"Excess Capacity and Demand Driven Business Cycles", Tiancheng Sun, The Review of Economics Studies, 2024
I build a macroeconomic model that features chronic excess capacity. Firms can use their capacity to compete for buyers who are not fully attentive to prices. If one firm expands capacity while other firms do not, it “steals” or attracts profitable demand from others. Theoretically, I show that this capacity competition can cause an over-accumulation of capacity. In the presence of chronic excess capacity, capital resources can be slack, and demand shocks can have large effects on output. The model is consistent with stylized facts about capacity utilization and survey evidence from Switzerland. Quantitatively, when the model is estimated to match the U.S. macro data, demand shocks turn out to be the main driving forces of business cycles.

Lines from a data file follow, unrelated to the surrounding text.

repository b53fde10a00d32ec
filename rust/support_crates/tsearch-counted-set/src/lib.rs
//! Counted sets of integer keys for posting data.
//!
//! A [`CountedSet`] records, for every `i64` key (typically a document identifier), how
//! many times it was added. Posting lists of individual terms are accumulated into
//! counted sets and then combined with [`union`](CountedSet::union),
//! [`intersect`](CountedSet::intersect) and [`minus`](CountedSet::minus) while a
//! multi-term query is evaluated; [`sorted_keys`](CountedSet::sorted_keys) finally ranks
//! the matching keys by their accumulated count.
//!
//! # Structure
//!
//! - [`arena`]: the growable node store. Nodes reference each other by [`NodeIndex`].
//! - [`lookup`]: key descent, yielding the matching node or the insertion point.
//! - `balance`: AVL retracing and rotations after an insertion.
//! - [`counted_set`]: the public API on top of the tree.
//! - `set_ops`: set algebra between two counted sets.
//!
//! Removal never frees a node. A removed key keeps its slot with a zero count, and adding
//! it again revives the same slot.

pub mod arena;
mod balance;
pub mod counted_set;
pub mod lookup;
pub mod node;
mod set_ops;
#[cfg(test)]
mod tests;

pub use counted_set::{CountedSet, Iter};
pub use node::{Direction, Node, NodeIndex};
use std::collections::TryReserveError;

use thiserror::Error;

#[derive(Debug, Error)]
#[error(transparent)]
pub struct Error(Box<ErrorKind>);

impl Error {
    pub fn kind(&self) -> &ErrorKind {
        self.0.as_ref()
    }

    pub fn into_kind(self) -> ErrorKind {
        *self.0
    }

    pub fn invalid_arg(name: impl Into<String>, message: impl Into<String>) -> Error {
        Error(
            ErrorKind::InvalidArgument {
                name: name.into(),
                message: message.into(),
            }
            .into(),
        )
    }

    pub fn allocation(context: impl Into<String>, source: TryReserveError) -> Error {
        Error(
            ErrorKind::AllocationFailed {
                context: context.into(),
                source,
            }
            .into(),
        )
    }

    pub fn capacity_exceeded(context: impl Into<String>, limit: usize) -> Error {
        Error(
            ErrorKind::CapacityExceeded {
                context: context.into(),
                limit,
            }
            .into(),
        )
    }

    pub fn index_out_of_bounds(index: usize, len: usize) -> Error {
        Error(ErrorKind::IndexOutOfBounds { index, len }.into())
    }

    /// Returns `true` if the error was caused by a failed memory reservation.
    pub fn is_allocation_failure(&self) -> bool {
        matches!(self.kind(), ErrorKind::AllocationFailed { .. })
    }
}

#[derive(Debug, Error)]
pub enum ErrorKind {
    #[error("invalid argument {name}: {message}")]
    InvalidArgument { name: String, message: String },

    #[error("memory allocation failed for '{context}': {source}")]
    AllocationFailed {
        context: String,
        source: TryReserveError,
    },

    #[error("capacity of '{context}' exceeded (limit {limit})")]
    CapacityExceeded { context: String, limit: usize },

    #[error("index {index} is out of bounds (len {len})")]
    IndexOutOfBounds { index: usize, len: usize },
}

impl From<ErrorKind> for Error {
    fn from(kind: ErrorKind) -> Self {
        Error(kind.into())
    }
}

impl From<TryReserveError> for Error {
    fn from(e: TryReserveError) -> Self {
        Error::allocation("", e)
    }
}

impl From<std::convert::Infallible> for Error {
    fn from(e: std::convert::Infallible) -> Self {
        match e {}
    }
}
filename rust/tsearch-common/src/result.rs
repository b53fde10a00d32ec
pub type Result<T> = std::result::Result<T, crate::error::Error>;

#[macro_export]
macro_rules! verify_arg {
    ($name:expr, $expr:expr) => {{
        let result = $expr;
        $crate::result::verify_arg(result, stringify!($name), stringify!($expr))?;
    }};
}

#[inline]
pub fn verify_arg(predicate: bool, name: &str, condition: &str) -> Result<()> {
    if predicate {
        Ok(())
    } else {
        invalid_arg(name, condition)
    }
}

#[cold]
pub fn invalid_arg(name: &str, condition: &str) -> Result<()> {
    Err(crate::error::ErrorKind::InvalidArgument {
        name: name.to_string(),
        message: condition.to_string(),
    }
    .into())
}
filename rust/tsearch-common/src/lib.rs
//! Core definitions (error types and result helpers), relied upon by all tsearch-* crates.

pub mod error;
pub mod result;

pub use result::Result;
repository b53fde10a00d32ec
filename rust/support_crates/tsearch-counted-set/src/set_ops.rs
//! Union, intersection and difference of counted sets.
//!
//! Each operation mutates `self` and reads `other`. An operation that fails part way
//! (on allocation failure) returns the error and leaves `self` with whatever changes
//! were applied before the failure; nothing is rolled back.

use tsearch_common::Result;

use crate::counted_set::CountedSet;

impl CountedSet {
    /// Adds every live key of `other` to `self`, with its full count.
    ///
    /// Counts of keys present in both sets are summed (saturating). Keys that were
    /// removed from `self` come back with `other`'s count.
    pub fn union(&mut self, other: &CountedSet) -> Result<()> {
        for node in other.arena().nodes().iter().filter(|n| n.is_live()) {
            self.add_count(node.key, node.count)
                .inspect_err(|e| log::debug!("counted set union aborted: {e}"))?;
        }
        Ok(())
    }

    /// Keeps only the keys that are live in both sets.
    ///
    /// For every key kept, `other`'s count is **added** to the count in `self`: the
    /// result of intersecting `{1: 2, 2: 3}` with `{2: 4}` is `{2: 7}`. Summing is what
    /// query evaluation relies on to rank documents that match several terms by their
    /// total number of occurrences.
    ///
    /// Intersecting with an empty set removes every key.
    pub fn intersect(&mut self, other: &CountedSet) -> Result<()> {
        if other.is_empty() {
            self.remove_all();
            return Ok(());
        }

        // Iterate over a copy, `self` is modified along the way.
        let snapshot = self
            .arena()
            .snapshot()
            .inspect_err(|e| log::debug!("counted set intersection aborted: {e}"))?;
        for node in snapshot.iter().filter(|n| n.is_live()) {
            match other.count_of(node.key) {
                0 => {
                    self.remove(node.key);
                }
                count => self
                    .add_count(node.key, count)
                    .inspect_err(|e| log::debug!("counted set intersection aborted: {e}"))?,
            }
        }
        Ok(())
    }

    /// Subtracts the counts of `other` from `self`.
    ///
    /// A key whose count in `other` is at least its count in `self` is removed; otherwise
    /// its count is reduced by `other`'s count. Keys absent from `self` are ignored.
    pub fn minus(&mut self, other: &CountedSet) {
        if self.is_empty() {
            return;
        }
        for node in other.arena().nodes().iter().filter(|n| n.is_live()) {
            self.reduce(node.key, node.count);
        }
    }
}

"The Role of Sell Frictions for Inventories and Business Cycles", Wouter J. Den Haan and Tiancheng Sun, The CFM Discussion Paper Series, 2024
Although investment in inventories significantly impacts GDP fluctuations, inventories are often omitted from business-cycle models due to their complex cyclical behavior. We incorporate finished-goods inventories into a NewKeynesian framework by introducing a tractable microfounded “sell friction.” Our approach simplifies existing approaches by avoiding product-specific idiosyncratic shocks while capturing the essence of the popular stockout avoidance motive. Specifically, firms strategically accumulate inventories by bringing more products to the market than they anticipate selling, thereby boosting expected sales. Our setup automatically generates key stylized facts such as the countercyclical nature of the inventory-sales ratio and the greater volatility of output compared to sales under business cycles driven by monetary-policy (demand) shocks. A novel aspect of our analysis is the recognition of an inventory good as an asset and that cyclical fluctuations of its value play a key role following supply shocks. Specifically, the value of an inventory good is robustly countercyclical in our model when the productivity-growth process mirrors the observed positive autocorrelation. This ensures that the model also robustly replicates stylized inventory facts in response to productivity (supply) shocks, which has been a challenge in the literature. Using inventory and sales data to discipline the model, we find that productivity shocks account for a large fraction of GDP fluctuations, ranging from 62.5% to 94%. Furthermore, the goods-market friction yields non-trivial effects on the magnitude of aggregate fluctuations, underscoring the importance of incorporating inventories into macroeconomic models.
"Limited Attention, Heterogeneous Returns to Wealth, and Wealth Inequality", Tiancheng Sun and Jiahao Tang, working paper, 2023
We build a general equilibrium model where the rich enjoy a higher return than the poor. The rich, because they control more wealth and pay more attention to the capital market, are more capable to accummulate high return private capital than the poor. Thus, the rich get richer. The systematic return difference between the rich and the poor not only explains the high wealth inequality but also explains the rapid rising of wealth inequality in the recent decades. The latter is notoriously difficult to be explained by standard models in the literature.
"Difficulties of Demand Driving Business Cycles in Efficient Utilization Models", working paper, 2020
I show that in models with efficient utilization of capital or capacity, there is no capacity competition externality. None of these models could feature chronic excess capacity nor capital resource slackness. Thus, the response of output to demand shocks is limited and it is difficult to obtain demand driven business cycles in these models.
"Capacity Competition Externality and Chronic Excess Capacity", working paper, 2020
I study what kind of goods market structure features the capacity competition externality that can cause chronic excess capacity. The following assumptions are identified. First, if a firm expands its capacity while other firms do not, it can “steal” demand from others. Second, firms can charge a sufficiently high price to make a positive net profit. These two assumptions imply a negative capacity competition externality and are sufficient to cause long-term capacity underutilization at the firm-level. Third, if the invested capital has no positive externality that can potentially offset the negative externality, the capacity competition externality will be dominant and the economy will exhibit chronic excess capacity. I present several different ways to micro-found this kind of goods market structure, demonstrating the generality of the results.
“Understanding Sunspot Equilibria”, work in progress, 2020
Understanding sunspot equilibria is important for us to understand to what extent a fixed nominal interest rate would cause macroeconomic instability. Macroeconomists usually accept stable sunspot paths as rational expectation equilibria (REE). There are two concerns about this practice. First, explosive sunspot paths may also be REE because we may not have a relevant transversality condition to rule them out (e.g., Cochrane, 2011). Second, many economists argue that a reasonable equilibrium should be learnable (e.g., Christiano et al., 2018), but sunspot equilibria are not guaranteed to be learnable. In a simple Keynesian beauty contest model based on Moulin (1986), I show that both explosive and stable sunspot paths are rational expectation equilibria but all sunspot equilibria, regardless of their stability, are not learnable under adaptive learning. The only learnable equilibrium turns out to be the one without any sunspot shocks.